Try it => Output every entry verbatim.

══ Entries provided ══

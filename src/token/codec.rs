//! Signed Token Codec
//!
//! Wire format: `<json payload>:<hex HMAC-SHA256(json payload)>`.
//!
//! The codec is pure. It never looks at clocks or storage; expiry and reuse
//! are decided by the registry.

use hmac::{Hmac, Mac};
use serde::{Deserialize, Serialize};
use sha2::{Digest, Sha256};
use std::fmt;
use thiserror::Error;
use uuid::Uuid;

use super::types::Purpose;

type HmacSha256 = Hmac<Sha256>;

#[derive(Error, Debug, Clone, PartialEq, Eq)]
pub enum CodecError {
    #[error("Signing secret must not be empty")]
    EmptySecret,

    #[error("Malformed token: missing signature separator")]
    MissingSeparator,

    #[error("Malformed token: signature is not hex")]
    SignatureEncoding,

    #[error("Token signature mismatch")]
    SignatureMismatch,

    #[error("Token payload decode failed: {0}")]
    Decode(String),

    #[error("Token payload encode failed: {0}")]
    Encode(String),
}

impl CodecError {
    pub fn code(&self) -> &'static str {
        match self {
            CodecError::EmptySecret | CodecError::Encode(_) => "SYSTEM_ERROR",
            CodecError::MissingSeparator
            | CodecError::SignatureEncoding
            | CodecError::SignatureMismatch
            | CodecError::Decode(_) => "INVALID_SIGNATURE",
        }
    }
}

/// Signed content of a QR code
#[derive(Debug, Clone, PartialEq, Eq, Serialize, Deserialize)]
pub struct TokenPayload {
    /// Student id for subject-presented codes, vendor id for counter-presented
    pub identity: Uuid,
    pub purpose: Purpose,
    /// Opposing party the code is bound to, if any
    #[serde(default, skip_serializing_if = "Option::is_none")]
    pub counterparty: Option<Uuid>,
    /// Issue time, ms since epoch
    pub ts: i64,
    pub nonce: Uuid,
}

/// Registry key for a signed artifact: hex SHA-256 of the whole string.
pub fn code_hash(signed: &str) -> String {
    hex::encode(Sha256::digest(signed.as_bytes()))
}

#[derive(Clone)]
pub struct TokenCodec {
    mac: HmacSha256,
}

impl fmt::Debug for TokenCodec {
    fn fmt(&self, f: &mut fmt::Formatter<'_>) -> fmt::Result {
        f.write_str("TokenCodec { mac: <redacted> }")
    }
}

impl TokenCodec {
    pub fn new(secret: impl AsRef<[u8]>) -> Result<Self, CodecError> {
        let secret = secret.as_ref();
        if secret.is_empty() {
            return Err(CodecError::EmptySecret);
        }
        let mac = <HmacSha256 as Mac>::new_from_slice(secret).map_err(|_| CodecError::EmptySecret)?;
        Ok(Self { mac })
    }

    /// Build and sign a fresh payload. Every call draws a new nonce, so two
    /// calls with identical arguments never produce the same artifact.
    pub fn issue(
        &self,
        identity: Uuid,
        purpose: Purpose,
        counterparty: Option<Uuid>,
        now_ms: i64,
    ) -> Result<(String, TokenPayload), CodecError> {
        let payload = TokenPayload {
            identity,
            purpose,
            counterparty,
            ts: now_ms,
            nonce: Uuid::new_v4(),
        };
        let signed = self.sign(&payload)?;
        Ok((signed, payload))
    }

    pub fn sign(&self, payload: &TokenPayload) -> Result<String, CodecError> {
        let body = serde_json::to_string(payload).map_err(|e| CodecError::Encode(e.to_string()))?;
        let mut mac = self.mac.clone();
        mac.update(body.as_bytes());
        let sig = hex::encode(mac.finalize().into_bytes());
        Ok(format!("{}:{}", body, sig))
    }

    /// Check the signature and decode the payload.
    ///
    /// The JSON body contains colons of its own, so the split is on the last
    /// one. Comparison is constant-time.
    pub fn verify(&self, signed: &str) -> Result<TokenPayload, CodecError> {
        let (body, sig_hex) = signed
            .rsplit_once(':')
            .ok_or(CodecError::MissingSeparator)?;
        if body.is_empty() || sig_hex.is_empty() {
            return Err(CodecError::MissingSeparator);
        }
        let sig = hex::decode(sig_hex).map_err(|_| CodecError::SignatureEncoding)?;

        let mut mac = self.mac.clone();
        mac.update(body.as_bytes());
        mac.verify_slice(&sig)
            .map_err(|_| CodecError::SignatureMismatch)?;

        serde_json::from_str(body).map_err(|e| CodecError::Decode(e.to_string()))
    }
}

═══

Written answer =>
filename src/token/codec.rs
//! Signed Token Codec
//!
//! Wire format: `<json payload>:<hex HMAC-SHA256(json payload)>`.
//!
//! The codec is pure. It never looks at clocks or storage; expiry and reuse
//! are decided by the registry.

use hmac::{Hmac, Mac};
use serde::{Deserialize, Serialize};
use sha2::{Digest, Sha256};
use std::fmt;
use thiserror::Error;
use uuid::Uuid;

use super::types::Purpose;

type HmacSha256 = Hmac<Sha256>;

#[derive(Error, Debug, Clone, PartialEq, Eq)]
pub enum CodecError {
    #[error("Signing secret must not be empty")]
    EmptySecret,

    #[error("Malformed token: missing signature separator")]
    MissingSeparator,

    #[error("Malformed token: signature is not hex")]
    SignatureEncoding,

    #[error("Token signature mismatch")]
    SignatureMismatch,

    #[error("Token payload decode failed: {0}")]
    Decode(String),

    #[error("Token payload encode failed: {0}")]
    Encode(String),
}

impl CodecError {
    pub fn code(&self) -> &'static str {
        match self {
            CodecError::EmptySecret | CodecError::Encode(_) => "SYSTEM_ERROR",
            CodecError::MissingSeparator
            | CodecError::SignatureEncoding
            | CodecError::SignatureMismatch
            | CodecError::Decode(_) => "INVALID_SIGNATURE",
        }
    }
}

/// Signed content of a QR code
#[derive(Debug, Clone, PartialEq, Eq, Serialize, Deserialize)]
pub struct TokenPayload {
    /// Student id for subject-presented codes, vendor id for counter-presented
    pub identity: Uuid,
    pub purpose: Purpose,
    /// Opposing party the code is bound to, if any
    #[serde(default, skip_serializing_if = "Option::is_none")]
    pub counterparty: Option<Uuid>,
    /// Issue time, ms since epoch
    pub ts: i64,
    pub nonce: Uuid,
}

/// Registry key for a signed artifact: hex SHA-256 of the whole string.
pub fn code_hash(signed: &str) -> String {
    hex::encode(Sha256::digest(signed.as_bytes()))
}

#[derive(Clone)]
pub struct TokenCodec {
    mac: HmacSha256,
}

impl fmt::Debug for TokenCodec {
    fn fmt(&self, f: &mut fmt::Formatter<'_>) -> fmt::Result {
        f.write_str("TokenCodec { mac: <redacted> }")
    }
}

impl TokenCodec {
    pub fn new(secret: impl AsRef<[u8]>) -> Result<Self, CodecError> {
        let secret = secret.as_ref();
        if secret.is_empty() {
            return Err(CodecError::EmptySecret);
        }
        let mac = <HmacSha256 as Mac>::new_from_slice(secret).map_err(|_| CodecError::EmptySecret)?;
        Ok(Self { mac })
    }

    /// Build and sign a fresh payload. Every call draws a new nonce, so two
    /// calls with identical arguments never produce the same artifact.
    pub fn issue(
        &self,
        identity: Uuid,
        purpose: Purpose,
        counterparty: Option<Uuid>,
        now_ms: i64,
    ) -> Result<(String, TokenPayload), CodecError> {
        let payload = TokenPayload {
            identity,
            purpose,
            counterparty,
            ts: now_ms,
            nonce: Uuid::new_v4(),
        };
        let signed = self.sign(&payload)?;
        Ok((signed, payload))
    }

    pub fn sign(&self, payload: &TokenPayload) -> Result<String, CodecError> {
        let body = serde_json::to_string(payload).map_err(|e| CodecError::Encode(e.to_string()))?;
        let mut mac = self.mac.clone();
        mac.update(body.as_bytes());
        let sig = hex::encode(mac.finalize().into_bytes());
        Ok(format!("{}:{}", body, sig))
    }

    /// Check the signature and decode the payload.
    ///
    /// The JSON body contains colons of its own, so the split is on the last
    /// one. Comparison is constant-time.
    pub fn verify(&self, signed: &str) -> Result<TokenPayload, CodecError> {
        let (body, sig_hex) = signed
            .rsplit_once(':')
            .ok_or(CodecError::MissingSeparator)?;
        if body.is_empty() || sig_hex.is_empty() {
            return Err(CodecError::MissingSeparator);
        }
        let sig = hex::decode(sig_hex).map_err(|_| CodecError::SignatureEncoding)?;

        let mut mac = self.mac.clone();
        mac.update(body.as_bytes());
        mac.verify_slice(&sig)
            .map_err(|_| CodecError::SignatureMismatch)?;

        serde_json::from_str(body).map_err(|e| CodecError::Decode(e.to_string()))
    }
}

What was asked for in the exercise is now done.